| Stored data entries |
↓↓↓
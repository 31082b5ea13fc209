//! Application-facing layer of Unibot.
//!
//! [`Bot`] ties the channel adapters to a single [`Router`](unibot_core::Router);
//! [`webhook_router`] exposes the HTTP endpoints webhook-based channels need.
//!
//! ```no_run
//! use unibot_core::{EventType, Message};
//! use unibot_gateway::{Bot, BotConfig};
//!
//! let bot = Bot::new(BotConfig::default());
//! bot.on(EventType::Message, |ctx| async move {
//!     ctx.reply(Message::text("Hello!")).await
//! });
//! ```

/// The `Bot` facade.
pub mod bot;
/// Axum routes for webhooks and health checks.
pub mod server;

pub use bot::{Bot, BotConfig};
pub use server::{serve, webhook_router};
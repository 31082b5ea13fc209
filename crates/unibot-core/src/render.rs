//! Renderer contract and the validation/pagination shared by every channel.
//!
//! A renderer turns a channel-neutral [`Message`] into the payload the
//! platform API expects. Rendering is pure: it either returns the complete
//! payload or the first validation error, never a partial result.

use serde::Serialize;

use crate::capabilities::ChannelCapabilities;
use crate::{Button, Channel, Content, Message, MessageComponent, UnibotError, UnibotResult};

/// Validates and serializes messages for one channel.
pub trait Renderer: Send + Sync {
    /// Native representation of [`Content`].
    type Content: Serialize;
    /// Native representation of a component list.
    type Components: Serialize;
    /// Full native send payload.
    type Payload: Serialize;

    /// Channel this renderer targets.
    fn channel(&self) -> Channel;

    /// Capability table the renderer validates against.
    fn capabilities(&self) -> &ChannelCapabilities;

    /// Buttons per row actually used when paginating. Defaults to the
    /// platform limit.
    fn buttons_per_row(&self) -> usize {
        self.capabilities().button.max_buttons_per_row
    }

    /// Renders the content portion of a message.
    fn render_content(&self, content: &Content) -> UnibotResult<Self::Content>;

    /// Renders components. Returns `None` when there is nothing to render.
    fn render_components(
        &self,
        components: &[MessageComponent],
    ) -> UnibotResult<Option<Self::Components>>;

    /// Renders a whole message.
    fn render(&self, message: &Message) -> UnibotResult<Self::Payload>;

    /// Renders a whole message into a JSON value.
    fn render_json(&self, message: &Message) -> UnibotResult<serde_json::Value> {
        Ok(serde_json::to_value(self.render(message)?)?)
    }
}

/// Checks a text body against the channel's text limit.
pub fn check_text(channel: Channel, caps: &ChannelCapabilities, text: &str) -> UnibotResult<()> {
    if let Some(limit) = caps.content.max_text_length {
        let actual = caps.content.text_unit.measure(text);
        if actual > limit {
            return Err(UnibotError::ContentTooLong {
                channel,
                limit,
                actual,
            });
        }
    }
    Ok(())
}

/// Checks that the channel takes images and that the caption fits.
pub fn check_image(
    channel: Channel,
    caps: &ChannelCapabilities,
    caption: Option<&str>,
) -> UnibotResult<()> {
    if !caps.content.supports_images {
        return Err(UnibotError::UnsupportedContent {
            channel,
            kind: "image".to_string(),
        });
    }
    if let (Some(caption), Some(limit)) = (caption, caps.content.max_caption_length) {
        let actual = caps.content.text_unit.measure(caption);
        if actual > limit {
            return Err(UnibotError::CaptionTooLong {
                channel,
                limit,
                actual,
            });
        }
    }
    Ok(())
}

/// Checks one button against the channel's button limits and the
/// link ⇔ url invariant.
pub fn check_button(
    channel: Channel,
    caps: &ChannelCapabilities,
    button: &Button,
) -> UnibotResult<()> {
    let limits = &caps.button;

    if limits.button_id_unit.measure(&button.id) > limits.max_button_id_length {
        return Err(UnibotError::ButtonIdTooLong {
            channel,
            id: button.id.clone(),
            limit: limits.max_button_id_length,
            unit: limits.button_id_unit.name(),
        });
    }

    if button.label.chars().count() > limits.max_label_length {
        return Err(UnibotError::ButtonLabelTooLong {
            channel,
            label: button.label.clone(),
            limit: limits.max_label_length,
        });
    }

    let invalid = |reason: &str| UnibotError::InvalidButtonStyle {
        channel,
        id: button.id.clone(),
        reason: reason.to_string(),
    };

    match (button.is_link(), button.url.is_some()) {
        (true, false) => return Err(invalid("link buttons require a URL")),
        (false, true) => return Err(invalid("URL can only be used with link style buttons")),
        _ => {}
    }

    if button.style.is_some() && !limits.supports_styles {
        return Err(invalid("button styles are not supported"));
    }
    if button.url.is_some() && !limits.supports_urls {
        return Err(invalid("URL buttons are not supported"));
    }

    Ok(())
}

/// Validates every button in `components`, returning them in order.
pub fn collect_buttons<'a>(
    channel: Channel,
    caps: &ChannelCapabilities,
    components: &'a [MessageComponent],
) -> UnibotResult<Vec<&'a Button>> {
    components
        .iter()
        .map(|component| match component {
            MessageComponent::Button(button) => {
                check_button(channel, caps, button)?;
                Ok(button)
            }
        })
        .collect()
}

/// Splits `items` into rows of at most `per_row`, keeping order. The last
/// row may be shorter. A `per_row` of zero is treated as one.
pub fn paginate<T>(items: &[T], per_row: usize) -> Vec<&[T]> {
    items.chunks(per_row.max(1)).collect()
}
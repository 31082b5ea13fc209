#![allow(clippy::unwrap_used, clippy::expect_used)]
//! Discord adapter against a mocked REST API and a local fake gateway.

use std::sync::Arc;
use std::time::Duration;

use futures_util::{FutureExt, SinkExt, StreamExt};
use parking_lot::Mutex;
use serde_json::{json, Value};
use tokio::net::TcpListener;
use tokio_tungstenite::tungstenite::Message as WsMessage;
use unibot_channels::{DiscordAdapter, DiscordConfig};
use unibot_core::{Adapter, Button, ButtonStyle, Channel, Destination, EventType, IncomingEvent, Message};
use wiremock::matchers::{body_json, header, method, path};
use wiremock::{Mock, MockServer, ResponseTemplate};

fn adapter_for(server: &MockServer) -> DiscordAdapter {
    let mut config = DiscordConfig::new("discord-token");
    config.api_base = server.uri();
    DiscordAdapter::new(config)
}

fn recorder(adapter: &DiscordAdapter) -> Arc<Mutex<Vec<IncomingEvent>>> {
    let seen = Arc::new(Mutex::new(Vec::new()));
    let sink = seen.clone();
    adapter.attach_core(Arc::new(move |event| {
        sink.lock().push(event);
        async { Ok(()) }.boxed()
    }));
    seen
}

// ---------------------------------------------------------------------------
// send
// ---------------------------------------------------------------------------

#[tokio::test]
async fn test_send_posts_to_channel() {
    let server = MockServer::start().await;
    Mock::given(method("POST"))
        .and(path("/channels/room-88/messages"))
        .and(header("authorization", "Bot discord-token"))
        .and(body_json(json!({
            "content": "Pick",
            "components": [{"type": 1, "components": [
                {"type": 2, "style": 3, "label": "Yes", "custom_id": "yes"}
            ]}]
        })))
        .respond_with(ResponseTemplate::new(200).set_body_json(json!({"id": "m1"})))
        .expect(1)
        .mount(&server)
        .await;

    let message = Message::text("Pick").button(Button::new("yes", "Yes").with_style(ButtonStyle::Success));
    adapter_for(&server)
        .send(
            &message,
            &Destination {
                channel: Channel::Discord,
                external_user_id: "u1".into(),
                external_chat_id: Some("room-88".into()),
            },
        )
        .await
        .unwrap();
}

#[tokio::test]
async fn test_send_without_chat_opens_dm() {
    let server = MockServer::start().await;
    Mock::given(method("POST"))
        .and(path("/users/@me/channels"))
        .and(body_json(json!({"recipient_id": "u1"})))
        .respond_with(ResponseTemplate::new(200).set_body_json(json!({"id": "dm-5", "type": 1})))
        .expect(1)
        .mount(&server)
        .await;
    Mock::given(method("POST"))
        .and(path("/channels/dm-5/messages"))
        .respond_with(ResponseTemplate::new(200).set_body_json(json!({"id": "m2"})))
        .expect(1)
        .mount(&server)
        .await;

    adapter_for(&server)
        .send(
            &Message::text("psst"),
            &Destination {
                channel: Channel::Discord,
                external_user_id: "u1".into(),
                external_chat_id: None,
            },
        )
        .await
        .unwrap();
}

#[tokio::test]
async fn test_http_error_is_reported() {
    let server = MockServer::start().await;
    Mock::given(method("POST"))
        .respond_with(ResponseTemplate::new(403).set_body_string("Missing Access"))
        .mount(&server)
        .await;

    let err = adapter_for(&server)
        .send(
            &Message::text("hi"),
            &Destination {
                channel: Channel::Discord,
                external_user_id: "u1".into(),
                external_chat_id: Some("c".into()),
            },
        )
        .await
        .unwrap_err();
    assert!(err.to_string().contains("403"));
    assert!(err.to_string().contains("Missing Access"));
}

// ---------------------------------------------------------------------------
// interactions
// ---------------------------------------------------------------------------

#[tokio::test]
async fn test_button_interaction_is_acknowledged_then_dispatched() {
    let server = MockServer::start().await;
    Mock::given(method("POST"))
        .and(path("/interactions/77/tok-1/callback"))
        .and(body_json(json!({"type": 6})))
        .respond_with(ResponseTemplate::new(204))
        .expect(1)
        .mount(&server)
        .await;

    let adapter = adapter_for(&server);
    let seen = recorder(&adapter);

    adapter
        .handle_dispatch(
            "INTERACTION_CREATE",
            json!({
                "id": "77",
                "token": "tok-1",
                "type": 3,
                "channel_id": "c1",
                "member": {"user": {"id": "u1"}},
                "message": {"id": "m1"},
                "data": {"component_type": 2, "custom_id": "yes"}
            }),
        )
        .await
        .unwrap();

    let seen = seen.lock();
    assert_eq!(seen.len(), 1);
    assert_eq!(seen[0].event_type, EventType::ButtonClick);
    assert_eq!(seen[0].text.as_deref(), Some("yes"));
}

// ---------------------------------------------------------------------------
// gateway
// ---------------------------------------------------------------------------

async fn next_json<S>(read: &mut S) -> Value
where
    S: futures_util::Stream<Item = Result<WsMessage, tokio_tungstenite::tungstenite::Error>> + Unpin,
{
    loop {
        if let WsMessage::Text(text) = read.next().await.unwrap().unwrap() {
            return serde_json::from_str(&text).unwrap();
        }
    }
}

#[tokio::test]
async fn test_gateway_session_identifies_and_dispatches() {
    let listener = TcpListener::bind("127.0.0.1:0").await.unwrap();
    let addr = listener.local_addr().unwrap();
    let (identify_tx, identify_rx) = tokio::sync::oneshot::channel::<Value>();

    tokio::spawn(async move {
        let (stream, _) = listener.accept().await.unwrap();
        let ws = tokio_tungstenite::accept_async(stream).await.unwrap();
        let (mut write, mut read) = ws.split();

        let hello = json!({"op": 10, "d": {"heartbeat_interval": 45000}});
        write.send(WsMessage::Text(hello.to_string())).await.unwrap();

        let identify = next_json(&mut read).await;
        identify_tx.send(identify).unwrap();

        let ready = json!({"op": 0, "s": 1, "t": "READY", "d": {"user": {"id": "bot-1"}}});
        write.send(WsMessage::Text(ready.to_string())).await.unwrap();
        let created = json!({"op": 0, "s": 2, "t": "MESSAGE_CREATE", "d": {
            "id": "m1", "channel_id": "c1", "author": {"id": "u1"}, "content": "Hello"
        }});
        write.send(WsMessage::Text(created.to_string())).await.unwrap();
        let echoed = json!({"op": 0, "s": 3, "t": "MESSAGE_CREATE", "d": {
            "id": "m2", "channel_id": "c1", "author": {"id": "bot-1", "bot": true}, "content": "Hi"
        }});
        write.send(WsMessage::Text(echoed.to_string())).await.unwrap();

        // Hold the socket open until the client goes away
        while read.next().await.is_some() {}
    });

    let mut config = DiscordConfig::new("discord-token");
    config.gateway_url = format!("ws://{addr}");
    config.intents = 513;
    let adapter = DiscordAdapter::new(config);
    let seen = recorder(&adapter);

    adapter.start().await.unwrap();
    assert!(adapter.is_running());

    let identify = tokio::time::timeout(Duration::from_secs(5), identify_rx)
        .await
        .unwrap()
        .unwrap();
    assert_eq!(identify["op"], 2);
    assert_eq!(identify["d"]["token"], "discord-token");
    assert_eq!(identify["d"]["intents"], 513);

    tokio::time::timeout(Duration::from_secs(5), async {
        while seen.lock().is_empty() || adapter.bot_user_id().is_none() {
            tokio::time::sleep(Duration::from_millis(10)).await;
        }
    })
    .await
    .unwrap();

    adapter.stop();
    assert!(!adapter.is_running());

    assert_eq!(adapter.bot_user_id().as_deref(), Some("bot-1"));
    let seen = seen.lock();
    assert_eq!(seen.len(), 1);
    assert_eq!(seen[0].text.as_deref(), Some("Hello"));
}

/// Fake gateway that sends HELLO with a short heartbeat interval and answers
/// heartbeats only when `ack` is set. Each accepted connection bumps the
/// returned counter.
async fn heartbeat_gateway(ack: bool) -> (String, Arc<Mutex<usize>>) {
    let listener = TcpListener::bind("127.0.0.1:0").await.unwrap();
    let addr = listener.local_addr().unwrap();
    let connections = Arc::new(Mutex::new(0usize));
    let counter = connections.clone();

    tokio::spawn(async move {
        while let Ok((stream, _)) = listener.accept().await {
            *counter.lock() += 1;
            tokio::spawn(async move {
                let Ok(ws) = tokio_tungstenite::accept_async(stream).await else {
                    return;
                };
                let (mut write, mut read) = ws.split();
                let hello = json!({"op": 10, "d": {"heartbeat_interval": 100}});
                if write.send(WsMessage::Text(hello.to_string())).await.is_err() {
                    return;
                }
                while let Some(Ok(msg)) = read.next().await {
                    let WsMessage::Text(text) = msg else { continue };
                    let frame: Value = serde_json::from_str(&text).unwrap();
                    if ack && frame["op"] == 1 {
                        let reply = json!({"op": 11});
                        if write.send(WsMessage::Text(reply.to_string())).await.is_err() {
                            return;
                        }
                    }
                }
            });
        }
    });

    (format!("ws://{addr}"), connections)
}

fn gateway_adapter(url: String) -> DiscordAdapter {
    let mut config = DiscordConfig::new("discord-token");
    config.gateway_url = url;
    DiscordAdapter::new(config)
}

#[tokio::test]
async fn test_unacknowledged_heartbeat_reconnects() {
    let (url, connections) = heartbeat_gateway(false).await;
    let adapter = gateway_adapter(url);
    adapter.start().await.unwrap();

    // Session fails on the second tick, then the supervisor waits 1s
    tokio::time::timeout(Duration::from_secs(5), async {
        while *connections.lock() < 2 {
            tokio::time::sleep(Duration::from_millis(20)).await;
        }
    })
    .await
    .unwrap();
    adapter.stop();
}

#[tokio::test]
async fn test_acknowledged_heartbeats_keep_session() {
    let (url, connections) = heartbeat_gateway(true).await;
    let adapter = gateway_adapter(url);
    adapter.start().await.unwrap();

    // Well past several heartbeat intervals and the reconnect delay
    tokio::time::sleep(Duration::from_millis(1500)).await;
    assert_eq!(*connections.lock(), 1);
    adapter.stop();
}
↑↑↑
| Exercise goal |
Find the line with "while let Ok((stream, _))" in the entries above. Retype it and each line after it, exactly, through the line with "async fn test_acknowledged_heartbeats_keep_session()", and stop there.

| Solution for this exercise |
        while let Ok((stream, _)) = listener.accept().await {
            *counter.lock() += 1;
            tokio::spawn(async move {
                let Ok(ws) = tokio_tungstenite::accept_async(stream).await else {
                    return;
                };
                let (mut write, mut read) = ws.split();
                let hello = json!({"op": 10, "d": {"heartbeat_interval": 100}});
                if write.send(WsMessage::Text(hello.to_string())).await.is_err() {
                    return;
                }
                while let Some(Ok(msg)) = read.next().await {
                    let WsMessage::Text(text) = msg else { continue };
                    let frame: Value = serde_json::from_str(&text).unwrap();
                    if ack && frame["op"] == 1 {
                        let reply = json!({"op": 11});
                        if write.send(WsMessage::Text(reply.to_string())).await.is_err() {
                            return;
                        }
                    }
                }
            });
        }
    });

    (format!("ws://{addr}"), connections)
}

fn gateway_adapter(url: String) -> DiscordAdapter {
    let mut config = DiscordConfig::new("discord-token");
    config.gateway_url = url;
    DiscordAdapter::new(config)
}

#[tokio::test]
async fn test_unacknowledged_heartbeat_reconnects() {
    let (url, connections) = heartbeat_gateway(false).await;
    let adapter = gateway_adapter(url);
    adapter.start().await.unwrap();

    // Session fails on the second tick, then the supervisor waits 1s
    tokio::time::timeout(Duration::from_secs(5), async {
        while *connections.lock() < 2 {
            tokio::time::sleep(Duration::from_millis(20)).await;
        }
    })
    .await
    .unwrap();
    adapter.stop();
}

#[tokio::test]
async fn test_acknowledged_heartbeats_keep_session() {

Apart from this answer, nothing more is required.